Should a line below contain the word "value", report it.

(DATA PROVIDED begins)

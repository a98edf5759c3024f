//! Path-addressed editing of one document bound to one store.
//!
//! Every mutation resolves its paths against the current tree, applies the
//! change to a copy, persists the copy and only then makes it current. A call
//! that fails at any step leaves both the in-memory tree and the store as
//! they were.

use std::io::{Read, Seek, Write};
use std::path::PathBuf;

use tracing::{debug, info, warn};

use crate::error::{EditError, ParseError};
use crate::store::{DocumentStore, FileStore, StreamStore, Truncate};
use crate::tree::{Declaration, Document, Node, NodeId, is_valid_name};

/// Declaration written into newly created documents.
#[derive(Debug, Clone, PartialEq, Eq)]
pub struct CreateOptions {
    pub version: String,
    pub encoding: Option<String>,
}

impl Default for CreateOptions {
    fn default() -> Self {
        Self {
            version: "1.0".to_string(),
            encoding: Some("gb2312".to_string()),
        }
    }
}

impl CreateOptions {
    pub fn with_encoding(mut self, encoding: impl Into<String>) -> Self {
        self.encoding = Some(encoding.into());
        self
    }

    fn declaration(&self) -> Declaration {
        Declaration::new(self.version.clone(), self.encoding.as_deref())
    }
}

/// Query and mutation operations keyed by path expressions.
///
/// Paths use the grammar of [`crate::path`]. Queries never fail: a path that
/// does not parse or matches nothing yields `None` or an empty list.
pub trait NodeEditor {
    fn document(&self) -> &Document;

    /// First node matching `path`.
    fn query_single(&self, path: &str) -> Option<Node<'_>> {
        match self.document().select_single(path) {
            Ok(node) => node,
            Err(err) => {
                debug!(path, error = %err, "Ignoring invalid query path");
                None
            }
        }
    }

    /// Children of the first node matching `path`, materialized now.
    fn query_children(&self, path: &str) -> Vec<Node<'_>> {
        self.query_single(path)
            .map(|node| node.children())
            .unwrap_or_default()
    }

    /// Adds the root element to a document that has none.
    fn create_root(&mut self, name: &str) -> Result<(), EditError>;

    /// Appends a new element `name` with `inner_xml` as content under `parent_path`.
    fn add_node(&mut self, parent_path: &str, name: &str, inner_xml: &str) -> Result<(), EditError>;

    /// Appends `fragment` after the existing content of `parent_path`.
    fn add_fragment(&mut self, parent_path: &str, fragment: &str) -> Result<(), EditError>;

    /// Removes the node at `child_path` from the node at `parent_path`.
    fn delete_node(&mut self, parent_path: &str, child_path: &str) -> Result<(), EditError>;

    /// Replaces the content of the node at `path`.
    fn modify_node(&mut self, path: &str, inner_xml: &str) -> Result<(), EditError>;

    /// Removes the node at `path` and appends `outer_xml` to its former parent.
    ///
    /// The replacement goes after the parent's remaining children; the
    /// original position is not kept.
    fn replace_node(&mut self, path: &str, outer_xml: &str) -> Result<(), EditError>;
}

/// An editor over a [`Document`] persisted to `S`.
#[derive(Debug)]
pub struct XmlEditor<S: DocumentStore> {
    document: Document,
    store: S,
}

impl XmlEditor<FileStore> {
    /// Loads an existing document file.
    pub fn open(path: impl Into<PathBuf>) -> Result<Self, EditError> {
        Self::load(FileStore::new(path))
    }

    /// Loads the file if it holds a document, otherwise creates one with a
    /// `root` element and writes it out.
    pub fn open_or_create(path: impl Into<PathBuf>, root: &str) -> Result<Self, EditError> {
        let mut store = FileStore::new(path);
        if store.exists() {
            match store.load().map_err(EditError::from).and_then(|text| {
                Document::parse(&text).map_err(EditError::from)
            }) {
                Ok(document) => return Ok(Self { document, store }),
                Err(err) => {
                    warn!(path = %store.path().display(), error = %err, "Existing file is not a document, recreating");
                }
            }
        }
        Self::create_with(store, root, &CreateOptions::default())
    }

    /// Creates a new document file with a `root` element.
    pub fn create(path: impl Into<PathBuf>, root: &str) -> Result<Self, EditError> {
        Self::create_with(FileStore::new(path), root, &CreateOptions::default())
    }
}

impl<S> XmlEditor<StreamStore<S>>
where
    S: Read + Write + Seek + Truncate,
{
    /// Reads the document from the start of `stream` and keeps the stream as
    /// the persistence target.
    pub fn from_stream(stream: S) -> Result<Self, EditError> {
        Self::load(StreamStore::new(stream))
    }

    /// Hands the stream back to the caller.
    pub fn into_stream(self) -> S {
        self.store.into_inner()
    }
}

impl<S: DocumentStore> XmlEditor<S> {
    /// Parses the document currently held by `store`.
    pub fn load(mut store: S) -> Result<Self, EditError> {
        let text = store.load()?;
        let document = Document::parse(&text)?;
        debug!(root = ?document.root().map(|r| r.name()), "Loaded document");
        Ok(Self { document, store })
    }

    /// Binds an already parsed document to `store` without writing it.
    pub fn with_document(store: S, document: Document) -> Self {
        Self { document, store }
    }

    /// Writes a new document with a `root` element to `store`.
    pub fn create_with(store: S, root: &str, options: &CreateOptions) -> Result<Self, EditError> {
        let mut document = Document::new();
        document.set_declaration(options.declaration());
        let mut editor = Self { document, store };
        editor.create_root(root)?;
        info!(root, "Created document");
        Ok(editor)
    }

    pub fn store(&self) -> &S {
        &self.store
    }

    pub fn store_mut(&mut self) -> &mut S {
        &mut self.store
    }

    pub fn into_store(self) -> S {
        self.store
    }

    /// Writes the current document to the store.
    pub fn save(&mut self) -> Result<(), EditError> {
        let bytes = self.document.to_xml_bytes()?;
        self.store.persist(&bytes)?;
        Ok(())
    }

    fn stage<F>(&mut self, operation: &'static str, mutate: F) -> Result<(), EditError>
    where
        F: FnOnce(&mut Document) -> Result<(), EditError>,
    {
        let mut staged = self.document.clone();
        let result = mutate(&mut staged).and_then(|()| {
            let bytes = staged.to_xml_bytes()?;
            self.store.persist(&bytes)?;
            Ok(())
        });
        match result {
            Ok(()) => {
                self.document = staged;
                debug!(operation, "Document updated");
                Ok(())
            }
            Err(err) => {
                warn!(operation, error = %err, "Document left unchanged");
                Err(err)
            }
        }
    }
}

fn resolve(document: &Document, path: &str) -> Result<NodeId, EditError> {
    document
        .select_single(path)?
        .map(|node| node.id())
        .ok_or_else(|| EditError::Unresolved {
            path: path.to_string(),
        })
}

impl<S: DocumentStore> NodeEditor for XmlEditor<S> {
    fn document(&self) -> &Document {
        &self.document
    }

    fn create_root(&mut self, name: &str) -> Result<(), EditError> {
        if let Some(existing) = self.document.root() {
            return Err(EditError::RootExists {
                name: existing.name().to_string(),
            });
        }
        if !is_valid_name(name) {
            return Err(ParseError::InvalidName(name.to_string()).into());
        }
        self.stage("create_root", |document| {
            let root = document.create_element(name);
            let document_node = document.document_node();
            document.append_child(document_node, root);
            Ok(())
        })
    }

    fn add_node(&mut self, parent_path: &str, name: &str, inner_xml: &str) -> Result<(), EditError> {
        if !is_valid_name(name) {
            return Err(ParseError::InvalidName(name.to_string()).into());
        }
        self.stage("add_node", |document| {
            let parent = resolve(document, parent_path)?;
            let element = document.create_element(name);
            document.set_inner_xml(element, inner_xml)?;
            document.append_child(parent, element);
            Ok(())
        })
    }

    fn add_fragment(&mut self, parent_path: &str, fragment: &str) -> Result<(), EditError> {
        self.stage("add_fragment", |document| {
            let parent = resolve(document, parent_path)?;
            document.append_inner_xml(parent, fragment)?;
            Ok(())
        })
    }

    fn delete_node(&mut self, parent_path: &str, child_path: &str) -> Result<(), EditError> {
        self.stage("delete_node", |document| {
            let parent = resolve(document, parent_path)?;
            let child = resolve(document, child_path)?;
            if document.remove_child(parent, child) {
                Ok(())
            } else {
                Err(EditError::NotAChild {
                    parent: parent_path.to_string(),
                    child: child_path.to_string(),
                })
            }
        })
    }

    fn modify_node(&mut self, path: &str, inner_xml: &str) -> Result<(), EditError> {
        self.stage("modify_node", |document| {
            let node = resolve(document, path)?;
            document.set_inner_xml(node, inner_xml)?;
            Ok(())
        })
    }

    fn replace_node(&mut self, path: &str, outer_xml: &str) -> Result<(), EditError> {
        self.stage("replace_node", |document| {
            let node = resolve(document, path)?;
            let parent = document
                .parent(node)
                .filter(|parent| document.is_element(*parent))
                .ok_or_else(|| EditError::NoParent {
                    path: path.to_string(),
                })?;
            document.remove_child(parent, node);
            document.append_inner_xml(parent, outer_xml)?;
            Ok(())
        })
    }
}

(DATA PROVIDED ends)
(DATA PROVIDED begins)

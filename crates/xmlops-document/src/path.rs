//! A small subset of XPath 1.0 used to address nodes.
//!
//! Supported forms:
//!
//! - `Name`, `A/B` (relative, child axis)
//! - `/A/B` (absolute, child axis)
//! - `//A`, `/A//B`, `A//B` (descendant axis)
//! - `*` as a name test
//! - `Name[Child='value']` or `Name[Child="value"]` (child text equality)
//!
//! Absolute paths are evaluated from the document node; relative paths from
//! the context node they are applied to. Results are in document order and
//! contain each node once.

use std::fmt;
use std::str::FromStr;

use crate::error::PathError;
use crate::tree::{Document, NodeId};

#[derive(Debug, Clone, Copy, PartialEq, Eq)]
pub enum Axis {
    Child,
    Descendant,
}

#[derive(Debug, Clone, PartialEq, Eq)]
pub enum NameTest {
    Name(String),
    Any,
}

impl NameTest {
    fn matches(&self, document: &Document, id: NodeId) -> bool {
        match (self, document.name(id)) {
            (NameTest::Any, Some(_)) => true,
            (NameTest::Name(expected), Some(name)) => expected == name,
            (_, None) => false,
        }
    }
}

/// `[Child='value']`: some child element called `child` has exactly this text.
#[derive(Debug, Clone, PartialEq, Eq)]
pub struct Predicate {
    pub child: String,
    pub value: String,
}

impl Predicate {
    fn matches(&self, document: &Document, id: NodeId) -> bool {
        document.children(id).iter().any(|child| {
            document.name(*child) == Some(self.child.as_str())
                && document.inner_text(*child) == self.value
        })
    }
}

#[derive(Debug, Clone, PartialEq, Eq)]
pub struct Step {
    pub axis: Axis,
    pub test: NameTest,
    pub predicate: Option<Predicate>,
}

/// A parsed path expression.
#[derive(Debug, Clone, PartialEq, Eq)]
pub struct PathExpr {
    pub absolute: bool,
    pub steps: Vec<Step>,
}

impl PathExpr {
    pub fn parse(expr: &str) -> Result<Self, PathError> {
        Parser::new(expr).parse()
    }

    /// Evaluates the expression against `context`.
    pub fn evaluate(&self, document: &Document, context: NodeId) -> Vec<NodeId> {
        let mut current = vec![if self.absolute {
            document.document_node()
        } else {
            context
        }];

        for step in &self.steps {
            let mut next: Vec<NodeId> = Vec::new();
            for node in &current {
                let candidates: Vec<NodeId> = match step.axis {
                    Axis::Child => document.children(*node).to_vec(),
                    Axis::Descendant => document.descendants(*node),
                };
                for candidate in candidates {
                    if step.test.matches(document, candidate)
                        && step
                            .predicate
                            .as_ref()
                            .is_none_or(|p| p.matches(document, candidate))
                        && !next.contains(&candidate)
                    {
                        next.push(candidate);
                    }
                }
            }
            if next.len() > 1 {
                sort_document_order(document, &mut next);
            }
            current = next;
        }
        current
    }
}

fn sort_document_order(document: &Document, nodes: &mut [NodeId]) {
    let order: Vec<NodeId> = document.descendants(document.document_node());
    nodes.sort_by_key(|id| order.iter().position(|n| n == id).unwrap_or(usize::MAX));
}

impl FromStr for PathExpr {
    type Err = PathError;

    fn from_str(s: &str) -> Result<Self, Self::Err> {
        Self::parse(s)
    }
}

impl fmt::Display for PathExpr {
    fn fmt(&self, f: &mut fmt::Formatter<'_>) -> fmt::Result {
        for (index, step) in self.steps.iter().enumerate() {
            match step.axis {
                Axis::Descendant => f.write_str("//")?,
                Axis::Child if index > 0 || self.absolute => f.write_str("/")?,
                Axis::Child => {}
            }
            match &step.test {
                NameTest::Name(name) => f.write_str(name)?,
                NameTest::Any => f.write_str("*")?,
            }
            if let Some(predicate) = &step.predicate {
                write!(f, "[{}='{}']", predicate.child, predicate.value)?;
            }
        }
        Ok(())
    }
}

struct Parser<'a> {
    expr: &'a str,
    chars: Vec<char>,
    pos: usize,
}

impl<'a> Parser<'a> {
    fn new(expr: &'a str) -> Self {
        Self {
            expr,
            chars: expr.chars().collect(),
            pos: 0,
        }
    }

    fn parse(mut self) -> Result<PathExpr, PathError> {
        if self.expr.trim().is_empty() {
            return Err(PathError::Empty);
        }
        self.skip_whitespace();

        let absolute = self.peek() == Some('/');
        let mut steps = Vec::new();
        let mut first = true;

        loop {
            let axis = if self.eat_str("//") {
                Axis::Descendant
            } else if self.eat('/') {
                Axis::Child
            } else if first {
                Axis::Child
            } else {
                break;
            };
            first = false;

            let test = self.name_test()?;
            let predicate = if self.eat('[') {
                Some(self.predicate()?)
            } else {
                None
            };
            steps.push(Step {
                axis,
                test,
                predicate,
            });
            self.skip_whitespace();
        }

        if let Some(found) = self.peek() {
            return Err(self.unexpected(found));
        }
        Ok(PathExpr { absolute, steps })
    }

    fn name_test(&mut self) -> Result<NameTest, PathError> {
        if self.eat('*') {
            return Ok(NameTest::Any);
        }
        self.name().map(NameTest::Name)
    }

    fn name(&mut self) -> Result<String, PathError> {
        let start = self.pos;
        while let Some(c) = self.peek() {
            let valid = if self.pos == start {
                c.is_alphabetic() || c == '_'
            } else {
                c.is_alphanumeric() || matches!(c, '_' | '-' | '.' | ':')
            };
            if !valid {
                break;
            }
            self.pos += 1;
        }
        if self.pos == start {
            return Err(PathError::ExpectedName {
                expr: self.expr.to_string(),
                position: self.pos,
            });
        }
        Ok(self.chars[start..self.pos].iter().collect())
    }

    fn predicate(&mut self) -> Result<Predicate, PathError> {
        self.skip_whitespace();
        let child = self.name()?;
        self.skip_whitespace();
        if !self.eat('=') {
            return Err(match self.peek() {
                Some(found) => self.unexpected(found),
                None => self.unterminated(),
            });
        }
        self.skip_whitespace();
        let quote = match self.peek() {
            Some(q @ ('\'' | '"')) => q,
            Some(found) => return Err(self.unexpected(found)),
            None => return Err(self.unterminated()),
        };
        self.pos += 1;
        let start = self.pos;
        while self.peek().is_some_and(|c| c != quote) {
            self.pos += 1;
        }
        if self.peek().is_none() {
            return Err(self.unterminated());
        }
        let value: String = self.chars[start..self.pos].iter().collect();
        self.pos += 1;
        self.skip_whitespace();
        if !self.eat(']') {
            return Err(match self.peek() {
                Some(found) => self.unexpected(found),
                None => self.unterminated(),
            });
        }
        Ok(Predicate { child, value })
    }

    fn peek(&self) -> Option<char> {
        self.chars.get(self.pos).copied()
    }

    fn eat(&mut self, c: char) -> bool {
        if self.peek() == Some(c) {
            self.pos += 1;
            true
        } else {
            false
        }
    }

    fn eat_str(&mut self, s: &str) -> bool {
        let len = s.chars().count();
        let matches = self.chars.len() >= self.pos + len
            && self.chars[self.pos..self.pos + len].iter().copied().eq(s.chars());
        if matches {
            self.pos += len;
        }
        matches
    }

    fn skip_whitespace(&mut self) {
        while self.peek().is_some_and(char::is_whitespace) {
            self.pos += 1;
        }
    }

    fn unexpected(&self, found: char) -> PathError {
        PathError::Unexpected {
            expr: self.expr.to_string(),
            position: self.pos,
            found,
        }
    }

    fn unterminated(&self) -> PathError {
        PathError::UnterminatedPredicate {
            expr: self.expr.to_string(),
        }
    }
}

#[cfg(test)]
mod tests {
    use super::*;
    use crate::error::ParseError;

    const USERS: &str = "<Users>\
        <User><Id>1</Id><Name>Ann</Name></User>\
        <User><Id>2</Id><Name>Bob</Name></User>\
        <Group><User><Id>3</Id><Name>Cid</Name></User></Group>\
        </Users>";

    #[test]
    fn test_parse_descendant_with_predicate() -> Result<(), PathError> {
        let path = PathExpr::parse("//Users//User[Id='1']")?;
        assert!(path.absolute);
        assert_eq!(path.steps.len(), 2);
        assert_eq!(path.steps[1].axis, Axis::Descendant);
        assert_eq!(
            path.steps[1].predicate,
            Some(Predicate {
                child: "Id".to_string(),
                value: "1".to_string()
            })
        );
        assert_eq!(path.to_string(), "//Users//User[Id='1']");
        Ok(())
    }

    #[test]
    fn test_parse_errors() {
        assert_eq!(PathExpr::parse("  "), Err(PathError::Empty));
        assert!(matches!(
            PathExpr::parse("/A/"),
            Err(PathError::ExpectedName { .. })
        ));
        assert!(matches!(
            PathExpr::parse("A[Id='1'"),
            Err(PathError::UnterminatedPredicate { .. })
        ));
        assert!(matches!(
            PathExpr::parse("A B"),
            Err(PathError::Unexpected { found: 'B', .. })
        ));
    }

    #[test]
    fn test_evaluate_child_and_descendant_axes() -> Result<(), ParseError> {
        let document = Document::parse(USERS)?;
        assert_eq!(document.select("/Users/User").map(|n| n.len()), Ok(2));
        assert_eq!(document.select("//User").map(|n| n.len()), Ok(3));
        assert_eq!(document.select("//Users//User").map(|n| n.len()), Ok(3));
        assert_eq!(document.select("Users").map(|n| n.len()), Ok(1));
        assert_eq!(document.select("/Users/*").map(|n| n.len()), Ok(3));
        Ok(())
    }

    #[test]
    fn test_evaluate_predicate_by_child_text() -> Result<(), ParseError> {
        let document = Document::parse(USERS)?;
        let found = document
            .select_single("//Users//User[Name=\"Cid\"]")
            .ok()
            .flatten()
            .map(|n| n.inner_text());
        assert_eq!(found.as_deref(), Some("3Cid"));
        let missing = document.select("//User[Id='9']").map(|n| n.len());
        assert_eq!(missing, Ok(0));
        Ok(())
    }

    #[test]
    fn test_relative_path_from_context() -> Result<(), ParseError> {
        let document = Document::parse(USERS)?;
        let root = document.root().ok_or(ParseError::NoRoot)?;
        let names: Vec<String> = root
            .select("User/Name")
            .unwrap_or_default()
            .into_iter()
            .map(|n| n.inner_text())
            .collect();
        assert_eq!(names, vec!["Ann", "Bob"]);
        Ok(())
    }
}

(DATA PROVIDED ends)

### OUTPUT
//! - `Name[Child='value']` or `Name[Child="value"]` (child text equality)
/// `[Child='value']`: some child element called `child` has exactly this text.
    pub value: String,
                && document.inner_text(*child) == self.value
                write!(f, "[{}='{}']", predicate.child, predicate.value)?;
        let value: String = self.chars[start..self.pos].iter().collect();
        Ok(Predicate { child, value })
                value: "1".to_string()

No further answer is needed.